Extracted records

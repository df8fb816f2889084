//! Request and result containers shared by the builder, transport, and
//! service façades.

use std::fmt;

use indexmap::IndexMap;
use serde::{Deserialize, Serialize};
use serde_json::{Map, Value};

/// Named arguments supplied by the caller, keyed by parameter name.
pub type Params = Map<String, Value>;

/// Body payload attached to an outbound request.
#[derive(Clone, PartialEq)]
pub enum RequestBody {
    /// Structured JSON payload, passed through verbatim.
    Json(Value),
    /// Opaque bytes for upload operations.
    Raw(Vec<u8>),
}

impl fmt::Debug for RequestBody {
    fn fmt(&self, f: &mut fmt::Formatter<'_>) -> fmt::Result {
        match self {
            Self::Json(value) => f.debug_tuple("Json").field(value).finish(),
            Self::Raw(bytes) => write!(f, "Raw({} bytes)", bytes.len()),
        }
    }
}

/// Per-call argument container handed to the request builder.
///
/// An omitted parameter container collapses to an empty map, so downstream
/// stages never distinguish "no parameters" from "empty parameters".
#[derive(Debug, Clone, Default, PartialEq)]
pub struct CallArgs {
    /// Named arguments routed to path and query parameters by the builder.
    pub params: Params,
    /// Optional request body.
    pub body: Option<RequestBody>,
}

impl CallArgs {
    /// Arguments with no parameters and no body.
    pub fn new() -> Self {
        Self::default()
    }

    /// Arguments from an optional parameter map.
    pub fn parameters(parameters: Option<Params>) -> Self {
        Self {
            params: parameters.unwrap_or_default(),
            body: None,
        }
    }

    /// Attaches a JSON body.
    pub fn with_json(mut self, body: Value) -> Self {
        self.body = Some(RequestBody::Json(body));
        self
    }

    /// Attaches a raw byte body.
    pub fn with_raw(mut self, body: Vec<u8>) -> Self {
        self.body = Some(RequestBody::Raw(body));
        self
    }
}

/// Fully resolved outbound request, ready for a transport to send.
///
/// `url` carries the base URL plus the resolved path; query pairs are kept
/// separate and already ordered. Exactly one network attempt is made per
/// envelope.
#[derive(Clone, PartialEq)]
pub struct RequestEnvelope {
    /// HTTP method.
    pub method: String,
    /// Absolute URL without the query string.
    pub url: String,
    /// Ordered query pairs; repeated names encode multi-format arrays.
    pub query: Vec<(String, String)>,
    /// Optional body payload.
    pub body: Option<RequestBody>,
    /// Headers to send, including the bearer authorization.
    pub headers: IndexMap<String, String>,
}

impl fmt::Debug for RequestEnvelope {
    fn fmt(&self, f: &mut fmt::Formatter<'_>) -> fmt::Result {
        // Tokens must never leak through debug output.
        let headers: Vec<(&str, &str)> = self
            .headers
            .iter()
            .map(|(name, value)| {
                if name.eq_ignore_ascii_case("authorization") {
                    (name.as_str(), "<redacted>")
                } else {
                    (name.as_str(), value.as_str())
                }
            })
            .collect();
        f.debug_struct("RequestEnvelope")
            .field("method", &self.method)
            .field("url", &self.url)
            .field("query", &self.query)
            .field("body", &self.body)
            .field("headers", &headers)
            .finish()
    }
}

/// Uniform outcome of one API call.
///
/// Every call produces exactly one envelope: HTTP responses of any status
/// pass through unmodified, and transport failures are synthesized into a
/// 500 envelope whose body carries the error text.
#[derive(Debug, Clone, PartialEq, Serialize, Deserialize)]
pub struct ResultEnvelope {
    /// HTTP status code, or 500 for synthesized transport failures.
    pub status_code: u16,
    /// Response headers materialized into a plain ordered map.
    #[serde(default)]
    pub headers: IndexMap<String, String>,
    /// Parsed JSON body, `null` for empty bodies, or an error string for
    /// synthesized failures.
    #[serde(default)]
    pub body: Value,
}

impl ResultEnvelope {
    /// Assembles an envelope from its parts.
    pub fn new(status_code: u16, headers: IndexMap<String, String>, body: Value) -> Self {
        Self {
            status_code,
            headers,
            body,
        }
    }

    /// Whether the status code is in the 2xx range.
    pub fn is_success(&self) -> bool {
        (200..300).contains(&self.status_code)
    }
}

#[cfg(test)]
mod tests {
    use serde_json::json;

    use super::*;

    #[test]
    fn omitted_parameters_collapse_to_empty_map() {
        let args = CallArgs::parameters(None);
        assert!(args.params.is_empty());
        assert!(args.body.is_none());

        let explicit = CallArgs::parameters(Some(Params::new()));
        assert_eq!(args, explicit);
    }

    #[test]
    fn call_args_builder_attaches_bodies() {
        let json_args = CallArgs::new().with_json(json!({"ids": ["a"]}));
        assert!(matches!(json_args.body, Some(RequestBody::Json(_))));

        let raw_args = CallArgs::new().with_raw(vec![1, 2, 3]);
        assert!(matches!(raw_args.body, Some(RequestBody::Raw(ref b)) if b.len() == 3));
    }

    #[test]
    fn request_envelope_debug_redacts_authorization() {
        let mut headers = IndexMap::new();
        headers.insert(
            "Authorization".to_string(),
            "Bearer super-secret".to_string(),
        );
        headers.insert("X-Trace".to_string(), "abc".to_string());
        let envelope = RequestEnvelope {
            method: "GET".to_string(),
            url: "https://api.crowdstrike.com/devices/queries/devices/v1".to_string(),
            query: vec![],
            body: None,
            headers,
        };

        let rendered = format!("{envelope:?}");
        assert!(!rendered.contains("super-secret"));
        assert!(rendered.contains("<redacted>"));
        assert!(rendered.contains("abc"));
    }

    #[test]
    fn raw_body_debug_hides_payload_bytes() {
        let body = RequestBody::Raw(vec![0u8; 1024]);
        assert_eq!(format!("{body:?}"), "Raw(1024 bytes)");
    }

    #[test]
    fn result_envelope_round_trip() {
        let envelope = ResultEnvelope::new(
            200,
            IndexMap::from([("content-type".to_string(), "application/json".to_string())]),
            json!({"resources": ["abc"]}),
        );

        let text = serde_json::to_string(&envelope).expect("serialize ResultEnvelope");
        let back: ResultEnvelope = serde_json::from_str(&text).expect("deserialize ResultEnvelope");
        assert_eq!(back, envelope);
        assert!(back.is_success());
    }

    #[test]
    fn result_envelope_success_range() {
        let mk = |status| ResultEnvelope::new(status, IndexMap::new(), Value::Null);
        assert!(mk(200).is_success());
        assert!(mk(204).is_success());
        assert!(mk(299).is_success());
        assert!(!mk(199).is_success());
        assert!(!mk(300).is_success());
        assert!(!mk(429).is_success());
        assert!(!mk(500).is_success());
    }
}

==

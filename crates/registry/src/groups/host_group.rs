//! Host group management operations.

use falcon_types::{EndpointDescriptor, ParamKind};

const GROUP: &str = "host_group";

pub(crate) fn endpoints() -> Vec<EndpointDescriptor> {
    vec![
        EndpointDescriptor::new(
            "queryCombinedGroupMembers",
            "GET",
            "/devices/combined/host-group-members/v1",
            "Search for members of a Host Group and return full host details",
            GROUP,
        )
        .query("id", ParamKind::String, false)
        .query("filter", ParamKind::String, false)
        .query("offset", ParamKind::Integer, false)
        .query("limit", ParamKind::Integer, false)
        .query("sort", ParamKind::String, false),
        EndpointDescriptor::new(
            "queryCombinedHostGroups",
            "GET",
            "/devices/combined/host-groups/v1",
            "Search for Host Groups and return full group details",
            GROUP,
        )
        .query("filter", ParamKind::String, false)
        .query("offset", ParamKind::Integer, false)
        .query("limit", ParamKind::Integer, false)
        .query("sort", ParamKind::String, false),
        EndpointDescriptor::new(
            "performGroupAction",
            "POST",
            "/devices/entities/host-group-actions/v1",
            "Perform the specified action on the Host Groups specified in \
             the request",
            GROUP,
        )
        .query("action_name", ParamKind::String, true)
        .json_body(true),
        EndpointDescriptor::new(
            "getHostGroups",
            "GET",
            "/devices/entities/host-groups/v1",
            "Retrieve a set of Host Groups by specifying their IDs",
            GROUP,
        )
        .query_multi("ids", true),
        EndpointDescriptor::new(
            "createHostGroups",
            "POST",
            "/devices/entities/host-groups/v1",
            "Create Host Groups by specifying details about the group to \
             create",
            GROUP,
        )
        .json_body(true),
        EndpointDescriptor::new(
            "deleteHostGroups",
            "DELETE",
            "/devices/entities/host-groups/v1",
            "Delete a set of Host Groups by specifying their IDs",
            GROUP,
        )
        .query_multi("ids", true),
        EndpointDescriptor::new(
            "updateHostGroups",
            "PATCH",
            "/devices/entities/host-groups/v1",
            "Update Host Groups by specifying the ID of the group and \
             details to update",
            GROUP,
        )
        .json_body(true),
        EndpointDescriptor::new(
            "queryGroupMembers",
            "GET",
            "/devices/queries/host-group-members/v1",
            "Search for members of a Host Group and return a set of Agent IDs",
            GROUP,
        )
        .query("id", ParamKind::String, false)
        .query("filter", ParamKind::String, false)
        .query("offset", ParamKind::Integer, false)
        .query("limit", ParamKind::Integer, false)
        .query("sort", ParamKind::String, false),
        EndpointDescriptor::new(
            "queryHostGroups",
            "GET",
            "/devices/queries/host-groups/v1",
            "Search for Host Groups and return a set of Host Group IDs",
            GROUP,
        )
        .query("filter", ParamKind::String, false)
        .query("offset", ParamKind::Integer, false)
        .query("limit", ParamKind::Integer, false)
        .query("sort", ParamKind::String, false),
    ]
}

* * *

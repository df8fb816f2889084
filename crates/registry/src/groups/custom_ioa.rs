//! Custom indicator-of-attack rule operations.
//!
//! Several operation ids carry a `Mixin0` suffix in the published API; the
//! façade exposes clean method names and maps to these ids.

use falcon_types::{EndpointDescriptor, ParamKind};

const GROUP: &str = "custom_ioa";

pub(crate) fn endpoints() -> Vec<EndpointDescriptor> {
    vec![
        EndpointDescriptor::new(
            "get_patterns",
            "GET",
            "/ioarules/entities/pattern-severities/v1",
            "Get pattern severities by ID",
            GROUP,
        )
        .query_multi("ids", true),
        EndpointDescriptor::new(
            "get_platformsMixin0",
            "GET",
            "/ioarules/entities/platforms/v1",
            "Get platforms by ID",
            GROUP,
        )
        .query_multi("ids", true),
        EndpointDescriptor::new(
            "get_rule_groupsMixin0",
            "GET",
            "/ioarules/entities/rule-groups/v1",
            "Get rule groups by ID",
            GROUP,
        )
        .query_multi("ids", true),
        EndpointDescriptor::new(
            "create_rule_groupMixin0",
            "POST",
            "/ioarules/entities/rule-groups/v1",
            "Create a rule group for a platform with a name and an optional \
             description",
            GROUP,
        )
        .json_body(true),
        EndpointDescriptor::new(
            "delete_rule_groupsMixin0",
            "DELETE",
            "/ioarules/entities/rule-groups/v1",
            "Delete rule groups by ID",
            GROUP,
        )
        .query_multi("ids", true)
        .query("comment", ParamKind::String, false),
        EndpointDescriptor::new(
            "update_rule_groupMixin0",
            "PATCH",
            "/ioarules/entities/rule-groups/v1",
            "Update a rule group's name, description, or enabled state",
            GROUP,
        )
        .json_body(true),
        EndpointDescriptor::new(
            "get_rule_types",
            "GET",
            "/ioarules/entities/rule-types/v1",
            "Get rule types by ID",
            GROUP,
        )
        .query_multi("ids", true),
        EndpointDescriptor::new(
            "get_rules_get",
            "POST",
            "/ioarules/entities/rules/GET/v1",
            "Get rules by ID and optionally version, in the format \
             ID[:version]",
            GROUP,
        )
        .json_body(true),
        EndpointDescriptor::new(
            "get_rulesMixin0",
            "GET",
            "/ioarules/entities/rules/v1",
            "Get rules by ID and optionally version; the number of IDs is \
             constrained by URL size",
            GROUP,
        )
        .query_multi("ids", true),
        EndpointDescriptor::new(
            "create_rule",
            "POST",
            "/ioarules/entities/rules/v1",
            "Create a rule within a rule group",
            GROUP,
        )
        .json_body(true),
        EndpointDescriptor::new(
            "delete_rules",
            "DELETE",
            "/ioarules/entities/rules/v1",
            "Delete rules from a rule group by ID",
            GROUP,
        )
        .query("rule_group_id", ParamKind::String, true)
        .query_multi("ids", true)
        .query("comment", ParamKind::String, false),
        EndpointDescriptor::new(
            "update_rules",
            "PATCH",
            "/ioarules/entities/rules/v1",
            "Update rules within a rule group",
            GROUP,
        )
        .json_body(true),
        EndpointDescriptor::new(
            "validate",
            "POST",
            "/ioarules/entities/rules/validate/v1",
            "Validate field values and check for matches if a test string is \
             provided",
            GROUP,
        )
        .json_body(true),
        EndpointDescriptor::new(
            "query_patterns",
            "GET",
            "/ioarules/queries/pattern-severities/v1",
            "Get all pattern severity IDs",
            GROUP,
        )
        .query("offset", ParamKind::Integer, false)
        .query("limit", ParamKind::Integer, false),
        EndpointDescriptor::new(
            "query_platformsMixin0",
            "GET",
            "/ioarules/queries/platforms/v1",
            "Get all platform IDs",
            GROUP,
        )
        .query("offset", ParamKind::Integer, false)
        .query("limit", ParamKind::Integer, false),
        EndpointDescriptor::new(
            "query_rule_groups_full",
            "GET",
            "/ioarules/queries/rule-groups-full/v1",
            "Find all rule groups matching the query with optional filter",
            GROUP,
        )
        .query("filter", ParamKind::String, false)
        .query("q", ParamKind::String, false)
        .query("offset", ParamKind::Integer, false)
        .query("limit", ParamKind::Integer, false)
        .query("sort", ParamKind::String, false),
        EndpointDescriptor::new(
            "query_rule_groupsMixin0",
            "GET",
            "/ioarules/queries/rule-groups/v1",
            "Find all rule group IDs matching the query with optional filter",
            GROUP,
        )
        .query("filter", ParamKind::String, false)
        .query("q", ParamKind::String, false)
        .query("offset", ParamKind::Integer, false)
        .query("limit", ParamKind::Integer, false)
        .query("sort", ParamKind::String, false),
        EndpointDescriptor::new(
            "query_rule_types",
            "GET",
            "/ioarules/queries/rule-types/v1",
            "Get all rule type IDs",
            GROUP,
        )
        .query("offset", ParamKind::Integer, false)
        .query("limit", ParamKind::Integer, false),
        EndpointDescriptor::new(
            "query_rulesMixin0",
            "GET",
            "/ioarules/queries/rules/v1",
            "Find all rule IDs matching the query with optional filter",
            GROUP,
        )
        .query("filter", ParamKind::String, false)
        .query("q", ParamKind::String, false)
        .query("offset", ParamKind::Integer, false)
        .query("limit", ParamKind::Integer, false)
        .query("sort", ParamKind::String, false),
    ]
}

Exercise goal
Among the records, find each line where the word "never" occurs, and copy it.

Expected answer
/// stages never distinguish "no parameters" from "empty parameters".
        // Tokens must never leak through debug output.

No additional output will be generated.